To optimize a connection, HTTP version 1.1 introduced the idea of using a persistent connection to keep a session alive until all objects are retrieved. This type of connection is also referred to as an HTTP keep-alive, as it prevents having to reestablish a new connection every time a request is made.

Note

Although the idea of a keep-alive was made official in version 1.1, version 1.0 adopted an unofficial method to keep the session alive as well. That is why you might see HTTP 1.0 traffic using a keep-alive during a transaction.

When used, the HTTP header can set a timeout and define the maximum number of requests the client can make.

Keep-alive packets are sent between the client and the server to keep the session active and to verify that both sides are still responding. A keep-alive packet doesn't have any data; it has the acknowledgment (ACK) flag set and the sequence number is set to one less than the current sequence number.

HTTP version 2.0 improves this option and permits multiple concurrent transactions to be combined in a single connection.

HTTP 1.1 made persistent connections the default mode.
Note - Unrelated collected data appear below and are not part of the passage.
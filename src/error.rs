use thiserror::Error;

/// Failures raised while wiring effects to the page.
///
/// None of these surface to the visitor: the entry point logs them and the
/// affected effect simply does not appear.
#[derive(Debug, Error)]
pub enum FxError {
    #[error("element not found: {0}")]
    MissingElement(String),
    #[error("{0} context unavailable")]
    Context(&'static str),
    #[error("shader: {0}")]
    Shader(String),
    #[error("js: {0}")]
    Js(String),
}

pub type FxResult<T> = Result<T, FxError>;

#[cfg(target_arch = "wasm32")]
impl From<wasm_bindgen::JsValue> for FxError {
    fn from(value: wasm_bindgen::JsValue) -> Self {
        FxError::Js(format!("{value:?}"))
    }
}

#[cfg(target_arch = "wasm32")]
impl From<FxError> for wasm_bindgen::JsValue {
    fn from(err: FxError) -> Self {
        wasm_bindgen::JsValue::from_str(&err.to_string())
    }
}
//! 2D constellation: slow drifting dots that bounce off the viewport edges and
//! shy away from the pointer.

use glam::Vec2;
use rand::Rng;

use crate::config::FlatConfig;
use crate::lerp;
use crate::pointer::PointerState;

#[derive(Debug, Clone, Copy, PartialEq)]
pub struct FlatParticle {
    pub pos: Vec2,
    pub vel: Vec2,
    radius: f32,
    opacity: f32,
}

impl FlatParticle {
    pub fn new(pos: Vec2, vel: Vec2, radius: f32, opacity: f32) -> Self {
        Self {
            pos,
            vel,
            radius,
            opacity,
        }
    }

    pub fn radius(&self) -> f32 {
        self.radius
    }

    pub fn opacity(&self) -> f32 {
        self.opacity
    }
}

/// A line between two particles closer than the connection distance.
#[derive(Debug, Clone, Copy, PartialEq)]
pub struct Connection {
    pub a: Vec2,
    pub b: Vec2,
    pub alpha: f32,
}

#[derive(Debug, Clone)]
pub struct FlatField {
    config: FlatConfig,
    bounds: Vec2,
    particles: Vec<FlatParticle>,
}

impl FlatField {
    /// Scatters `config.count` particles uniformly over `[0, bounds]`.
    pub fn new(config: FlatConfig, bounds: Vec2, rng: &mut impl Rng) -> Self {
        let bounds = bounds.max(Vec2::ZERO);
        let particles = (0..config.count)
            .map(|_| {
                let pos = Vec2::new(
                    rng.gen::<f32>() * bounds.x,
                    rng.gen::<f32>() * bounds.y,
                );
                let vel = Vec2::new(
                    symmetric(rng, config.max_speed),
                    symmetric(rng, config.max_speed),
                );
                let radius = lerp(config.min_radius, config.max_radius, rng.gen());
                let opacity = lerp(config.min_opacity, config.max_opacity, rng.gen());
                FlatParticle::new(pos, vel, radius, opacity)
            })
            .collect();
        Self {
            config,
            bounds,
            particles,
        }
    }

    pub fn from_particles(config: FlatConfig, bounds: Vec2, particles: Vec<FlatParticle>) -> Self {
        Self {
            config,
            bounds,
            particles,
        }
    }

    pub fn config(&self) -> &FlatConfig {
        &self.config
    }

    pub fn bounds(&self) -> Vec2 {
        self.bounds
    }

    /// Viewport resized. Particles left outside the new bounds walk back in
    /// through the regular bounce rule.
    pub fn resize(&mut self, bounds: Vec2) {
        self.bounds = bounds.max(Vec2::ZERO);
    }

    pub fn particles(&self) -> &[FlatParticle] {
        &self.particles
    }

    pub fn len(&self) -> usize {
        self.particles.len()
    }

    pub fn is_empty(&self) -> bool {
        self.particles.is_empty()
    }

    /// Advances every particle by one frame.
    pub fn update(&mut self, pointer: PointerState) {
        let bounds = self.bounds;
        let pointer = pointer.to_client(bounds.x, bounds.y);
        let radius = self.config.pointer_radius;
        let nudge = self.config.pointer_nudge;

        for p in &mut self.particles {
            p.pos += p.vel;

            // Reflect only when heading outward so a particle pushed outside by
            // the pointer cannot get stuck flipping back and forth.
            if p.pos.x < 0.0 {
                p.vel.x = p.vel.x.abs();
            } else if p.pos.x > bounds.x {
                p.vel.x = -p.vel.x.abs();
            }
            if p.pos.y < 0.0 {
                p.vel.y = p.vel.y.abs();
            } else if p.pos.y > bounds.y {
                p.vel.y = -p.vel.y.abs();
            }

            if let Some(pointer) = pointer {
                let delta = pointer - p.pos;
                let dist = delta.length();
                if dist > f32::EPSILON && dist < radius {
                    let force = (radius - dist) / radius;
                    p.pos -= delta / dist * force * p.radius * nudge;
                }
            }
        }
    }

    /// Every unordered pair closer than the connection distance, with opacity
    /// fading linearly to zero at the threshold.
    ///
    /// This is a quadratic scan. It is fine for a few dozen dots; larger
    /// counts would need a spatial grid.
    pub fn connections(&self) -> impl Iterator<Item = Connection> + '_ {
        let max = self.config.connection_distance;
        let alpha = self.config.connection_alpha;
        self.particles.iter().enumerate().flat_map(move |(i, a)| {
            self.particles[i + 1..].iter().filter_map(move |b| {
                let dist = a.pos.distance(b.pos);
                (dist < max).then(|| Connection {
                    a: a.pos,
                    b: b.pos,
                    alpha: (1.0 - dist / max) * alpha,
                })
            })
        })
    }
}

fn symmetric(rng: &mut impl Rng, max: f32) -> f32 {
    (rng.gen::<f32>() - 0.5) * 2.0 * max
}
Next, let's see how a persistent connection can benefit from using a concept called pipelining.

Pipelining the data transfer

To optimize a data transfer using a persistent connection, HTTP can employ pipelining, which maintains the connection to the server until all objects are obtained. Pipelining improves the efficiency of a data transaction, as the client can continue to request objects immediately without waiting for the server to send previous requests.

Instead of closing each connection after a request-response transaction, the server will keep the connection open and wait for further requests. A persistent connection using pipelining is the default connection method in HTTP 1.1. This type of connection requires a bit more overhead in terms of setting up the connection. In addition, because the server is waiting for multiple requests, it might be idle for short segments of time. However, this type of connection is preferred as it improves overall efficiency when obtaining objects from a web server.

Because HTTP is a stateless protocol, cookies are used to keep track of the details of each transaction.

Maintaining state with cookies

When using HTTP, neither the server nor the client natively maintains information on the state of the transaction. To overcome this, HTTP uses the concept of a cookie.

A cookie is a string of characters created by the server that can be placed on a user's system and then managed by the user's browser to interact with the server. Once the user accepts a cookie, the information contained in the cookie can be used for the following reasons:

Authentication: After a user provides login information, the data can be used as a form of single sign-on (SSO) to interact with the website.
Personalize the user experience (UX): A cookie can collect data on shopping patterns. This will then improve the shopping experience by retaining previously accessed objects and periodically presenting the information to the client.

For a closer look at a cookie being used in an HTTP conversation, go to http://tcpreplay.appneta.com/wiki/captures.html#bigflows-pcap. Once there, download bigFlows.pcap so that you can follow along.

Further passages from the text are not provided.